Exercise:
Character for character, give back every line below.

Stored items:
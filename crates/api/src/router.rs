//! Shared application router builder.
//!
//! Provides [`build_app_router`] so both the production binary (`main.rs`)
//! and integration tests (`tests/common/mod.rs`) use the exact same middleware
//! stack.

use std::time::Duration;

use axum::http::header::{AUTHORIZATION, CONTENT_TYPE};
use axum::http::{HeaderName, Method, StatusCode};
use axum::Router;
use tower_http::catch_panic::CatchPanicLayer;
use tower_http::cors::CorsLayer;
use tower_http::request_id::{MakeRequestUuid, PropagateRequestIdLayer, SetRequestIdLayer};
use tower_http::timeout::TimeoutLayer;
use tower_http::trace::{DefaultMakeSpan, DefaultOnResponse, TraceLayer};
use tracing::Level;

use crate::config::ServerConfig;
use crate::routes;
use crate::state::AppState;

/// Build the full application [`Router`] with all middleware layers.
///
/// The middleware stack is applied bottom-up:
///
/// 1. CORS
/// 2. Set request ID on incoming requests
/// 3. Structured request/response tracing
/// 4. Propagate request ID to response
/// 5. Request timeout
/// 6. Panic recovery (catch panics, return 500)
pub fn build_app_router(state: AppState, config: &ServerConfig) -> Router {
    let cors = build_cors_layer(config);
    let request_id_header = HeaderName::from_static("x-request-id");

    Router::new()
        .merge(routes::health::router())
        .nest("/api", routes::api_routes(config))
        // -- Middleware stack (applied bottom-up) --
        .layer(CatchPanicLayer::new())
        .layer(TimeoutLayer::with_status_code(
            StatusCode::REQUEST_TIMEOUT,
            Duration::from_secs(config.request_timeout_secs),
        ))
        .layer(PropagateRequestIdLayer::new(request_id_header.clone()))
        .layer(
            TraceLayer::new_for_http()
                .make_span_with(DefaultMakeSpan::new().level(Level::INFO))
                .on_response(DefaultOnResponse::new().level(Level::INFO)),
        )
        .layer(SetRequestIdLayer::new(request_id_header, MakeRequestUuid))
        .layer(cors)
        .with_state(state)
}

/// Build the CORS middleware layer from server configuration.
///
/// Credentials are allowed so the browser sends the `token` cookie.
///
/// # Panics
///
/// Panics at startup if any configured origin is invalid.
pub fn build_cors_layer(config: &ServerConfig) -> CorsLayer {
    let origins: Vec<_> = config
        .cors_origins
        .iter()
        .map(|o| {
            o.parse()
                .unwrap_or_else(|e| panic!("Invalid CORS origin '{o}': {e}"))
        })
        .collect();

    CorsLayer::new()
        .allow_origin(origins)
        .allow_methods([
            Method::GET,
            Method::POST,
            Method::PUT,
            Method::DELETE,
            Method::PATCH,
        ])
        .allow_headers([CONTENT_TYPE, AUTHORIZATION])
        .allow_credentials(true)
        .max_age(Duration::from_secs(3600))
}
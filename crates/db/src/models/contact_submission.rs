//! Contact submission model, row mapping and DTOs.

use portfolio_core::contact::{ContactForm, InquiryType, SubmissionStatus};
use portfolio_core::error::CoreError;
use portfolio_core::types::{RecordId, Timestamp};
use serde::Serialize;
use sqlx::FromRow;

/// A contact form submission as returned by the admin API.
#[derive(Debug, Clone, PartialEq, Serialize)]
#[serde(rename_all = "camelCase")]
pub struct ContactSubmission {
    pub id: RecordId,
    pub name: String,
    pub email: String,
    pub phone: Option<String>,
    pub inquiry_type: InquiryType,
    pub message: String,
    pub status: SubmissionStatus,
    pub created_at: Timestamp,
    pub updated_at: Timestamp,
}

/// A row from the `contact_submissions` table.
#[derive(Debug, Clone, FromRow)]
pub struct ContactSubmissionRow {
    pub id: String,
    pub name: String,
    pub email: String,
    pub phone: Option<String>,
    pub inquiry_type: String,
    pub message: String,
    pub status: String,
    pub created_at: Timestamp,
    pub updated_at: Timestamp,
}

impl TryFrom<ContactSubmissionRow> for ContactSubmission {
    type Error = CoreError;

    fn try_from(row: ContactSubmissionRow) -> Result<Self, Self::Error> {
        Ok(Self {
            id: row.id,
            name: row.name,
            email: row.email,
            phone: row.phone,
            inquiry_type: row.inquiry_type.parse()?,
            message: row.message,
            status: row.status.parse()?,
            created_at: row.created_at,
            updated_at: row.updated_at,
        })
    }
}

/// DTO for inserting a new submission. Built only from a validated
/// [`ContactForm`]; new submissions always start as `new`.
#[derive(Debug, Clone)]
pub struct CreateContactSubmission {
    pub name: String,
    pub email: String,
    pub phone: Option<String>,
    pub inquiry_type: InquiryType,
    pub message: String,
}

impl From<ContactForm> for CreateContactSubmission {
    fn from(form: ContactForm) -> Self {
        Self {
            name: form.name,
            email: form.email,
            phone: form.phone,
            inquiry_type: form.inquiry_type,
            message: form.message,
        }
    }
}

Exercise response:
filename crates/api/src/router.rs
//! Shared application router builder.
//!
//! Provides [`build_app_router`] so both the production binary (`main.rs`)
//! and integration tests (`tests/common/mod.rs`) use the exact same middleware
//! stack.

use std::time::Duration;

use axum::http::header::{AUTHORIZATION, CONTENT_TYPE};
use axum::http::{HeaderName, Method, StatusCode};
use axum::Router;
use tower_http::catch_panic::CatchPanicLayer;
use tower_http::cors::CorsLayer;
use tower_http::request_id::{MakeRequestUuid, PropagateRequestIdLayer, SetRequestIdLayer};
use tower_http::timeout::TimeoutLayer;
use tower_http::trace::{DefaultMakeSpan, DefaultOnResponse, TraceLayer};
use tracing::Level;

use crate::config::ServerConfig;
use crate::routes;
use crate::state::AppState;

/// Build the full application [`Router`] with all middleware layers.
///
/// The middleware stack is applied bottom-up:
///
/// 1. CORS
/// 2. Set request ID on incoming requests
/// 3. Structured request/response tracing
/// 4. Propagate request ID to response
/// 5. Request timeout
/// 6. Panic recovery (catch panics, return 500)
pub fn build_app_router(state: AppState, config: &ServerConfig) -> Router {
    let cors = build_cors_layer(config);
    let request_id_header = HeaderName::from_static("x-request-id");

    Router::new()
        .merge(routes::health::router())
        .nest("/api", routes::api_routes(config))
        // -- Middleware stack (applied bottom-up) --
        .layer(CatchPanicLayer::new())
        .layer(TimeoutLayer::with_status_code(
            StatusCode::REQUEST_TIMEOUT,
            Duration::from_secs(config.request_timeout_secs),
        ))
        .layer(PropagateRequestIdLayer::new(request_id_header.clone()))
        .layer(
            TraceLayer::new_for_http()
                .make_span_with(DefaultMakeSpan::new().level(Level::INFO))
                .on_response(DefaultOnResponse::new().level(Level::INFO)),
        )
        .layer(SetRequestIdLayer::new(request_id_header, MakeRequestUuid))
        .layer(cors)
        .with_state(state)
}

/// Build the CORS middleware layer from server configuration.
///
/// Credentials are allowed so the browser sends the `token` cookie.
///
/// # Panics
///
/// Panics at startup if any configured origin is invalid.
pub fn build_cors_layer(config: &ServerConfig) -> CorsLayer {
    let origins: Vec<_> = config
        .cors_origins
        .iter()
        .map(|o| {
            o.parse()
                .unwrap_or_else(|e| panic!("Invalid CORS origin '{o}': {e}"))
        })
        .collect();

    CorsLayer::new()
        .allow_origin(origins)
        .allow_methods([
            Method::GET,
            Method::POST,
            Method::PUT,
            Method::DELETE,
            Method::PATCH,
        ])
        .allow_headers([CONTENT_TYPE, AUTHORIZATION])
        .allow_credentials(true)
        .max_age(Duration::from_secs(3600))
}
filename crates/db/src/models/contact_submission.rs
//! Contact submission model, row mapping and DTOs.

use portfolio_core::contact::{ContactForm, InquiryType, SubmissionStatus};
use portfolio_core::error::CoreError;
use portfolio_core::types::{RecordId, Timestamp};
use serde::Serialize;
use sqlx::FromRow;

/// A contact form submission as returned by the admin API.
#[derive(Debug, Clone, PartialEq, Serialize)]
#[serde(rename_all = "camelCase")]
pub struct ContactSubmission {
    pub id: RecordId,
    pub name: String,
    pub email: String,
    pub phone: Option<String>,
    pub inquiry_type: InquiryType,
    pub message: String,
    pub status: SubmissionStatus,
    pub created_at: Timestamp,
    pub updated_at: Timestamp,
}

/// A row from the `contact_submissions` table.
#[derive(Debug, Clone, FromRow)]
pub struct ContactSubmissionRow {
    pub id: String,
    pub name: String,
    pub email: String,
    pub phone: Option<String>,
    pub inquiry_type: String,
    pub message: String,
    pub status: String,
    pub created_at: Timestamp,
    pub updated_at: Timestamp,
}

impl TryFrom<ContactSubmissionRow> for ContactSubmission {
    type Error = CoreError;

    fn try_from(row: ContactSubmissionRow) -> Result<Self, Self::Error> {
        Ok(Self {
            id: row.id,
            name: row.name,
            email: row.email,
            phone: row.phone,
            inquiry_type: row.inquiry_type.parse()?,
            message: row.message,
            status: row.status.parse()?,
            created_at: row.created_at,
            updated_at: row.updated_at,
        })
    }
}

/// DTO for inserting a new submission. Built only from a validated
/// [`ContactForm`]; new submissions always start as `new`.
#[derive(Debug, Clone)]
pub struct CreateContactSubmission {
    pub name: String,
    pub email: String,
    pub phone: Option<String>,
    pub inquiry_type: InquiryType,
    pub message: String,
}

impl From<ContactForm> for CreateContactSubmission {
    fn from(form: ContactForm) -> Self {
        Self {
            name: form.name,
            email: form.email,
            phone: form.phone,
            inquiry_type: form.inquiry_type,
            message: form.message,
        }
    }
}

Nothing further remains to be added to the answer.